_What you should do:_ With the records below as your source, retype each line exactly from the top down to the line that contains "- Pure page", and include that line.

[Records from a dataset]
----------------------------------------
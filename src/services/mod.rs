//! Service layer for the aggregator.
//!
//! This module contains:
//! - The browsing context seam and its waits (`Navigator`)
//! - An HTTP-backed context (`HttpBrowser`)
//! - Pure page extraction (`reader`)
//! - Status and event-log reporting (`StatusReporter`)
//! - Command handling (`Controller`)

pub mod browser;
pub mod controller;
pub mod navigator;
pub mod reader;
pub mod reporter;

pub use browser::HttpBrowser;
pub use controller::{Command, Controller, Response, ResponseStatus};
pub use navigator::{BrowsingContext, LoadEvent, NavigationId, Navigator};
pub use reader::Page;
pub use reporter::{EventLevel, LogEntry, StatusReporter, load_logs};
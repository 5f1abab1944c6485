//! Aggregation pipeline.
//!
//! - `engine`: One sequential crawl over every listed course
//! - `store`: Working snapshot with the identity index and closing dedupe
//! - `export`: Snapshot to JSON file
//! - `attachments`: Attachment listing and download

pub mod attachments;
pub mod engine;
pub mod export;
pub mod store;

pub use attachments::{
    DownloadSummary, DownloadableAttachment, FilenamePlanner, collect_attachments, download_all,
};
pub use engine::{AggregationEngine, RunReport};
pub use export::{default_export_file_name, export_snapshot};
pub use store::AggregationStore;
----------------------------------------
_Output of the task:_
filename src/services/mod.rs
//! Service layer for the aggregator.
//!
//! This module contains:
//! - The browsing context seam and its waits (`Navigator`)
//! - An HTTP-backed context (`HttpBrowser`)
//! - Pure page extraction (`reader`)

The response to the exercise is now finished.